//! Tagged scalar values over the ten element types the scanner supports

use super::error::MemoryError;
use serde::{Deserialize, Serialize};
use std::fmt;

/// Element type of a scan: signed and unsigned integers of widths 1, 2, 4
/// and 8 bytes plus the two float widths.
///
/// The kind fixes the stride of a full-memory scan and the equality policy
/// used when matching.
#[derive(Debug, Clone, Copy, PartialEq, Eq, Hash, Serialize, Deserialize)]
#[serde(rename_all = "lowercase")]
pub enum ScalarKind {
    I8,
    I16,
    I32,
    I64,
    U8,
    U16,
    U32,
    U64,
    F32,
    F64,
}

impl ScalarKind {
    /// Byte width of one element of this kind.
    pub const fn width(&self) -> usize {
        match self {
            ScalarKind::I8 | ScalarKind::U8 => 1,
            ScalarKind::I16 | ScalarKind::U16 => 2,
            ScalarKind::I32 | ScalarKind::U32 | ScalarKind::F32 => 4,
            ScalarKind::I64 | ScalarKind::U64 | ScalarKind::F64 => 8,
        }
    }

    pub const fn is_float(&self) -> bool {
        matches!(self, ScalarKind::F32 | ScalarKind::F64)
    }

    pub const fn is_integer(&self) -> bool {
        !self.is_float()
    }

    /// Resolves a REPL type code (`c s i l`, unsigned with a leading `u`,
    /// `f`, `d`). `u` and `ui` both name the 32-bit unsigned kind. The `t`
    /// string code is not a scalar kind and resolves to `None`.
    pub fn from_code(code: &str) -> Option<Self> {
        match code {
            "c" => Some(ScalarKind::I8),
            "s" => Some(ScalarKind::I16),
            "i" => Some(ScalarKind::I32),
            "l" => Some(ScalarKind::I64),
            "uc" => Some(ScalarKind::U8),
            "us" => Some(ScalarKind::U16),
            "u" | "ui" => Some(ScalarKind::U32),
            "ul" => Some(ScalarKind::U64),
            "f" => Some(ScalarKind::F32),
            "d" => Some(ScalarKind::F64),
            _ => None,
        }
    }

    /// The canonical type code for this kind.
    pub const fn code(&self) -> &'static str {
        match self {
            ScalarKind::I8 => "c",
            ScalarKind::I16 => "s",
            ScalarKind::I32 => "i",
            ScalarKind::I64 => "l",
            ScalarKind::U8 => "uc",
            ScalarKind::U16 => "us",
            ScalarKind::U32 => "u",
            ScalarKind::U64 => "ul",
            ScalarKind::F32 => "f",
            ScalarKind::F64 => "d",
        }
    }
}

impl fmt::Display for ScalarKind {
    fn fmt(&self, f: &mut fmt::Formatter<'_>) -> fmt::Result {
        f.write_str(self.code())
    }
}

/// A (kind, bits) pair. Assignment replaces both together, so a chain's
/// remembered value can never disagree with its kind.
#[derive(Debug, Clone, Copy, PartialEq, Serialize, Deserialize)]
#[serde(tag = "type", content = "value")]
pub enum ScalarValue {
    I8(i8),
    I16(i16),
    I32(i32),
    I64(i64),
    U8(u8),
    U16(u16),
    U32(u32),
    U64(u64),
    F32(f32),
    F64(f64),
}

impl ScalarValue {
    pub const fn kind(&self) -> ScalarKind {
        match self {
            ScalarValue::I8(_) => ScalarKind::I8,
            ScalarValue::I16(_) => ScalarKind::I16,
            ScalarValue::I32(_) => ScalarKind::I32,
            ScalarValue::I64(_) => ScalarKind::I64,
            ScalarValue::U8(_) => ScalarKind::U8,
            ScalarValue::U16(_) => ScalarKind::U16,
            ScalarValue::U32(_) => ScalarKind::U32,
            ScalarValue::U64(_) => ScalarKind::U64,
            ScalarValue::F32(_) => ScalarKind::F32,
            ScalarValue::F64(_) => ScalarKind::F64,
        }
    }

    pub const fn width(&self) -> usize {
        self.kind().width()
    }

    /// Little-endian encoding of the raw bits.
    pub fn to_le_bytes(&self) -> Vec<u8> {
        match self {
            ScalarValue::I8(v) => v.to_le_bytes().to_vec(),
            ScalarValue::I16(v) => v.to_le_bytes().to_vec(),
            ScalarValue::I32(v) => v.to_le_bytes().to_vec(),
            ScalarValue::I64(v) => v.to_le_bytes().to_vec(),
            ScalarValue::U8(v) => v.to_le_bytes().to_vec(),
            ScalarValue::U16(v) => v.to_le_bytes().to_vec(),
            ScalarValue::U32(v) => v.to_le_bytes().to_vec(),
            ScalarValue::U64(v) => v.to_le_bytes().to_vec(),
            ScalarValue::F32(v) => v.to_le_bytes().to_vec(),
            ScalarValue::F64(v) => v.to_le_bytes().to_vec(),
        }
    }

    /// Decodes one element of `kind` from the front of `bytes`. Returns
    /// `None` when fewer than `kind.width()` bytes are available.
    pub fn from_le_bytes(bytes: &[u8], kind: ScalarKind) -> Option<Self> {
        if bytes.len() < kind.width() {
            return None;
        }

        let value = match kind {
            ScalarKind::I8 => ScalarValue::I8(bytes[0] as i8),
            ScalarKind::I16 => ScalarValue::I16(i16::from_le_bytes([bytes[0], bytes[1]])),
            ScalarKind::I32 => {
                ScalarValue::I32(i32::from_le_bytes([bytes[0], bytes[1], bytes[2], bytes[3]]))
            }
            ScalarKind::I64 => ScalarValue::I64(i64::from_le_bytes([
                bytes[0], bytes[1], bytes[2], bytes[3], bytes[4], bytes[5], bytes[6], bytes[7],
            ])),
            ScalarKind::U8 => ScalarValue::U8(bytes[0]),
            ScalarKind::U16 => ScalarValue::U16(u16::from_le_bytes([bytes[0], bytes[1]])),
            ScalarKind::U32 => {
                ScalarValue::U32(u32::from_le_bytes([bytes[0], bytes[1], bytes[2], bytes[3]]))
            }
            ScalarKind::U64 => ScalarValue::U64(u64::from_le_bytes([
                bytes[0], bytes[1], bytes[2], bytes[3], bytes[4], bytes[5], bytes[6], bytes[7],
            ])),
            ScalarKind::F32 => {
                ScalarValue::F32(f32::from_le_bytes([bytes[0], bytes[1], bytes[2], bytes[3]]))
            }
            ScalarKind::F64 => ScalarValue::F64(f64::from_le_bytes([
                bytes[0], bytes[1], bytes[2], bytes[3], bytes[4], bytes[5], bytes[6], bytes[7],
            ])),
        };

        Some(value)
    }

    /// Parses `text` as a value of `kind`. Integer kinds accept decimal and
    /// `0x`-prefixed hex; float kinds accept the standard forms.
    pub fn parse(text: &str, kind: ScalarKind) -> Result<Self, MemoryError> {
        let bad = || MemoryError::ParseFailed(format!("'{}' is not a valid {} value", text, kind));

        let value = match kind {
            ScalarKind::I8 => ScalarValue::I8(parse_int::<u8>(text).map_err(|_| bad())? as i8),
            ScalarKind::I16 => ScalarValue::I16(parse_int::<u16>(text).map_err(|_| bad())? as i16),
            ScalarKind::I32 => ScalarValue::I32(parse_int::<u32>(text).map_err(|_| bad())? as i32),
            ScalarKind::I64 => ScalarValue::I64(parse_int::<u64>(text).map_err(|_| bad())? as i64),
            ScalarKind::U8 => ScalarValue::U8(parse_int::<u8>(text).map_err(|_| bad())?),
            ScalarKind::U16 => ScalarValue::U16(parse_int::<u16>(text).map_err(|_| bad())?),
            ScalarKind::U32 => ScalarValue::U32(parse_int::<u32>(text).map_err(|_| bad())?),
            ScalarKind::U64 => ScalarValue::U64(parse_int::<u64>(text).map_err(|_| bad())?),
            ScalarKind::F32 => ScalarValue::F32(text.parse().map_err(|_| bad())?),
            ScalarKind::F64 => ScalarValue::F64(text.parse().map_err(|_| bad())?),
        };

        Ok(value)
    }

    /// The bits reinterpreted as an unsigned integer of the same width,
    /// zero-extended to 64 bits. `None` for float kinds. Used for hex
    /// display and for deciding whether a value can carry a pointer.
    pub fn unsigned_bits(&self) -> Option<u64> {
        match *self {
            ScalarValue::I8(v) => Some(v as u8 as u64),
            ScalarValue::I16(v) => Some(v as u16 as u64),
            ScalarValue::I32(v) => Some(v as u32 as u64),
            ScalarValue::I64(v) => Some(v as u64),
            ScalarValue::U8(v) => Some(v as u64),
            ScalarValue::U16(v) => Some(v as u64),
            ScalarValue::U32(v) => Some(v as u64),
            ScalarValue::U64(v) => Some(v),
            ScalarValue::F32(_) | ScalarValue::F64(_) => None,
        }
    }
}

impl fmt::Display for ScalarValue {
    fn fmt(&self, f: &mut fmt::Formatter<'_>) -> fmt::Result {
        match self {
            ScalarValue::I8(v) => write!(f, "{}", v),
            ScalarValue::I16(v) => write!(f, "{}", v),
            ScalarValue::I32(v) => write!(f, "{}", v),
            ScalarValue::I64(v) => write!(f, "{}", v),
            ScalarValue::U8(v) => write!(f, "{}", v),
            ScalarValue::U16(v) => write!(f, "{}", v),
            ScalarValue::U32(v) => write!(f, "{}", v),
            ScalarValue::U64(v) => write!(f, "{}", v),
            ScalarValue::F32(v) => write!(f, "{}", v),
            ScalarValue::F64(v) => write!(f, "{}", v),
        }
    }
}

/// Decimal or `0x`-prefixed hex, parsed through the unsigned representation
/// so signed kinds accept raw bit patterns.
fn parse_int<T>(text: &str) -> Result<T, std::num::ParseIntError>
where
    T: UnsignedScalar,
{
    let text = text.trim();

    if let Some(hex) = text.strip_prefix("0x").or_else(|| text.strip_prefix("0X")) {
        T::from_str_radix(hex, 16)
    } else if let Some(negative) = text.strip_prefix('-') {
        // Negative decimal round-trips through the wrapping negation of the
        // unsigned magnitude so `-1` lands on the all-ones pattern.
        T::from_str_radix(negative, 10).map(T::wrapping_neg)
    } else {
        T::from_str_radix(text, 10)
    }
}

/// Unsigned primitives the integer parser can target.
pub trait UnsignedScalar: Sized + Copy {
    fn from_str_radix(src: &str, radix: u32) -> Result<Self, std::num::ParseIntError>;
    fn wrapping_neg(self) -> Self;
}

macro_rules! impl_unsigned_scalar {
    ($($ty:ty),*) => {
        $(impl UnsignedScalar for $ty {
            fn from_str_radix(src: &str, radix: u32) -> Result<Self, std::num::ParseIntError> {
                <$ty>::from_str_radix(src, radix)
            }

            fn wrapping_neg(self) -> Self {
                self.wrapping_neg()
            }
        })*
    };
}

impl_unsigned_scalar!(u8, u16, u32, u64);

#[cfg(test)]
mod tests {
    use super::*;

    #[test]
    fn test_kind_widths() {
        assert_eq!(ScalarKind::I8.width(), 1);
        assert_eq!(ScalarKind::U16.width(), 2);
        assert_eq!(ScalarKind::I32.width(), 4);
        assert_eq!(ScalarKind::F32.width(), 4);
        assert_eq!(ScalarKind::U64.width(), 8);
        assert_eq!(ScalarKind::F64.width(), 8);
    }

    #[test]
    fn test_kind_from_code() {
        assert_eq!(ScalarKind::from_code("c"), Some(ScalarKind::I8));
        assert_eq!(ScalarKind::from_code("s"), Some(ScalarKind::I16));
        assert_eq!(ScalarKind::from_code("i"), Some(ScalarKind::I32));
        assert_eq!(ScalarKind::from_code("l"), Some(ScalarKind::I64));
        assert_eq!(ScalarKind::from_code("uc"), Some(ScalarKind::U8));
        assert_eq!(ScalarKind::from_code("us"), Some(ScalarKind::U16));
        assert_eq!(ScalarKind::from_code("u"), Some(ScalarKind::U32));
        assert_eq!(ScalarKind::from_code("ui"), Some(ScalarKind::U32));
        assert_eq!(ScalarKind::from_code("ul"), Some(ScalarKind::U64));
        assert_eq!(ScalarKind::from_code("f"), Some(ScalarKind::F32));
        assert_eq!(ScalarKind::from_code("d"), Some(ScalarKind::F64));

        // 't' is the string command variant, not a scalar kind
        assert_eq!(ScalarKind::from_code("t"), None);
        assert_eq!(ScalarKind::from_code("x"), None);
    }

    #[test]
    fn test_value_round_trip() {
        let values = [
            ScalarValue::I8(-5),
            ScalarValue::I16(-300),
            ScalarValue::I32(-70000),
            ScalarValue::I64(-5_000_000_000),
            ScalarValue::U8(200),
            ScalarValue::U16(60000),
            ScalarValue::U32(4_000_000_000),
            ScalarValue::U64(u64::MAX),
            ScalarValue::F32(3.5),
            ScalarValue::F64(-2.25),
        ];

        for value in values {
            let bytes = value.to_le_bytes();
            assert_eq!(bytes.len(), value.width());
            let back = ScalarValue::from_le_bytes(&bytes, value.kind()).unwrap();
            assert_eq!(value, back);
        }
    }

    #[test]
    fn test_from_le_bytes_short_buffer() {
        assert_eq!(ScalarValue::from_le_bytes(&[1, 2], ScalarKind::I32), None);
        assert_eq!(ScalarValue::from_le_bytes(&[], ScalarKind::U8), None);
    }

    #[test]
    fn test_parse_decimal_and_hex() {
        for kind in [
            ScalarKind::I8,
            ScalarKind::I16,
            ScalarKind::I32,
            ScalarKind::I64,
            ScalarKind::U8,
            ScalarKind::U16,
            ScalarKind::U32,
            ScalarKind::U64,
        ] {
            let from_hex = ScalarValue::parse("0x2a", kind).unwrap();
            let from_dec = ScalarValue::parse("42", kind).unwrap();
            assert_eq!(from_hex, from_dec, "kind {}", kind);
            assert_eq!(from_hex.unsigned_bits(), Some(42));
        }

        assert_eq!(
            ScalarValue::parse("1.5", ScalarKind::F32).unwrap(),
            ScalarValue::F32(1.5)
        );
        assert_eq!(
            ScalarValue::parse("1.5", ScalarKind::F64).unwrap(),
            ScalarValue::F64(1.5)
        );
    }

    #[test]
    fn test_parse_negative() {
        assert_eq!(
            ScalarValue::parse("-1", ScalarKind::I8).unwrap(),
            ScalarValue::I8(-1)
        );
        assert_eq!(
            ScalarValue::parse("-100", ScalarKind::I32).unwrap(),
            ScalarValue::I32(-100)
        );
        assert_eq!(
            ScalarValue::parse("-0.5", ScalarKind::F64).unwrap(),
            ScalarValue::F64(-0.5)
        );
    }

    #[test]
    fn test_parse_failure() {
        assert!(ScalarValue::parse("abc", ScalarKind::I32).is_err());
        assert!(ScalarValue::parse("0xGG", ScalarKind::U32).is_err());
        assert!(ScalarValue::parse("", ScalarKind::I32).is_err());
        assert!(ScalarValue::parse("1.5", ScalarKind::I32).is_err());
    }

    #[test]
    fn test_unsigned_bits() {
        assert_eq!(ScalarValue::I8(-1).unsigned_bits(), Some(0xFF));
        assert_eq!(ScalarValue::I32(-1).unsigned_bits(), Some(0xFFFF_FFFF));
        assert_eq!(ScalarValue::U64(7).unsigned_bits(), Some(7));
        assert_eq!(ScalarValue::F32(1.0).unsigned_bits(), None);
    }

    #[test]
    fn test_serialization() {
        let value = ScalarValue::I32(-42);
        let json = serde_json::to_string(&value).unwrap();
        let back: ScalarValue = serde_json::from_str(&json).unwrap();
        assert_eq!(value, back);
    }
}
//! String conversion utilities for Windows API

use std::ffi::{OsStr, OsString};
use std::os::windows::ffi::{OsStrExt, OsStringExt};

/// Convert a Rust string to a NUL-terminated Windows wide string (UTF-16)
pub fn string_to_wide(s: &str) -> Vec<u16> {
    OsStr::new(s)
        .encode_wide()
        .chain(std::iter::once(0))
        .collect()
}

/// Convert a Windows wide string (UTF-16) to a Rust string
pub fn wide_to_string(wide: &[u16]) -> String {
    let len = wide.iter().position(|&c| c == 0).unwrap_or(wide.len());
    let os_string = OsString::from_wide(&wide[..len]);
    os_string.to_string_lossy().into_owned()
}
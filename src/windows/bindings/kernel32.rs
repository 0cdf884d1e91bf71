//! Kernel32.dll bindings for process, memory and architecture queries

use crate::core::types::{MemoryError, MemoryResult};
use std::mem;
use winapi::shared::minwindef::{DWORD, FALSE, LPVOID};
use winapi::um::handleapi::CloseHandle;
use winapi::um::memoryapi::{ReadProcessMemory, VirtualQueryEx};
use winapi::um::processthreadsapi::OpenProcess;
use winapi::um::sysinfoapi::{GetNativeSystemInfo, SYSTEM_INFO};
use winapi::um::winnt::{HANDLE, MEMORY_BASIC_INFORMATION};
use winapi::um::wow64apiset::IsWow64Process;

/// Safe wrapper for OpenProcess
pub fn open_process(pid: u32, desired_access: DWORD) -> MemoryResult<HANDLE> {
    unsafe {
        let handle = OpenProcess(desired_access, FALSE, pid);
        if handle.is_null() {
            Err(MemoryError::open_failed(
                pid,
                MemoryError::last_os_error().to_string(),
            ))
        } else {
            Ok(handle)
        }
    }
}

/// Safe wrapper for CloseHandle
///
/// # Safety
/// The handle must be a valid Windows handle
pub unsafe fn close_handle(handle: HANDLE) -> MemoryResult<()> {
    if handle.is_null() {
        return Ok(());
    }

    if CloseHandle(handle) == FALSE {
        Err(MemoryError::WindowsApi(
            "Failed to close handle".to_string(),
        ))
    } else {
        Ok(())
    }
}

/// Safe wrapper for ReadProcessMemory. A short read is reported as failure.
///
/// # Safety
/// The handle must be a valid process handle with VM_READ access
pub unsafe fn read_process_memory(handle: HANDLE, address: u64, buffer: &mut [u8]) -> bool {
    let mut bytes_read = 0;

    let result = ReadProcessMemory(
        handle,
        address as usize as LPVOID,
        buffer.as_mut_ptr() as LPVOID,
        buffer.len(),
        &mut bytes_read,
    );

    result != FALSE && bytes_read == buffer.len()
}

/// Safe wrapper for VirtualQueryEx
///
/// # Safety
/// The handle must be a valid process handle with QUERY_INFORMATION access
pub unsafe fn virtual_query_ex(
    handle: HANDLE,
    address: u64,
) -> MemoryResult<MEMORY_BASIC_INFORMATION> {
    let mut mbi: MEMORY_BASIC_INFORMATION = mem::zeroed();

    let result = VirtualQueryEx(
        handle,
        address as usize as LPVOID,
        &mut mbi,
        mem::size_of::<MEMORY_BASIC_INFORMATION>(),
    );

    if result == 0 {
        Err(MemoryError::WindowsApi(format!(
            "VirtualQueryEx failed for address: 0x{:X}",
            address
        )))
    } else {
        Ok(mbi)
    }
}

/// Safe wrapper for IsWow64Process: whether the process runs under 32-bit
/// emulation on a 64-bit OS.
///
/// # Safety
/// The handle must be a valid process handle with QUERY_INFORMATION access
pub unsafe fn is_wow64_process(handle: HANDLE) -> MemoryResult<bool> {
    let mut wow64 = FALSE;

    if IsWow64Process(handle, &mut wow64) == FALSE {
        return Err(MemoryError::last_os_error());
    }

    Ok(wow64 != FALSE)
}

/// The host's native processor architecture word.
pub fn native_processor_architecture() -> u16 {
    unsafe {
        let mut sys_info: SYSTEM_INFO = mem::zeroed();
        GetNativeSystemInfo(&mut sys_info);
        sys_info.u.s().wProcessorArchitecture
    }
}

#[cfg(test)]
mod tests {
    use super::*;
    use std::ptr;

    #[test]
    fn test_null_handle_operations() {
        unsafe {
            // Closing null handle should succeed
            assert!(close_handle(ptr::null_mut()).is_ok());

            // Reading from null handle should fail
            let mut buffer = vec![0u8; 4];
            assert!(!read_process_memory(ptr::null_mut(), 0x1000, &mut buffer));
        }
    }

    #[test]
    fn test_open_invalid_process() {
        use winapi::um::winnt::PROCESS_QUERY_INFORMATION;

        let result = open_process(0, PROCESS_QUERY_INFORMATION);
        assert!(result.is_err());
    }

    #[test]
    fn test_native_architecture_is_known() {
        // Whatever the host is, the call itself must not fail
        let _ = native_processor_architecture();
    }
}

WORK INSTRUCTIONS: In the entries above, find every line with the word "VirtualQueryEx" and list it.

WRITTEN REPLY:
use winapi::um::memoryapi::{ReadProcessMemory, VirtualQueryEx};
/// Safe wrapper for VirtualQueryEx
    let result = VirtualQueryEx(
            "VirtualQueryEx failed for address: 0x{:X}",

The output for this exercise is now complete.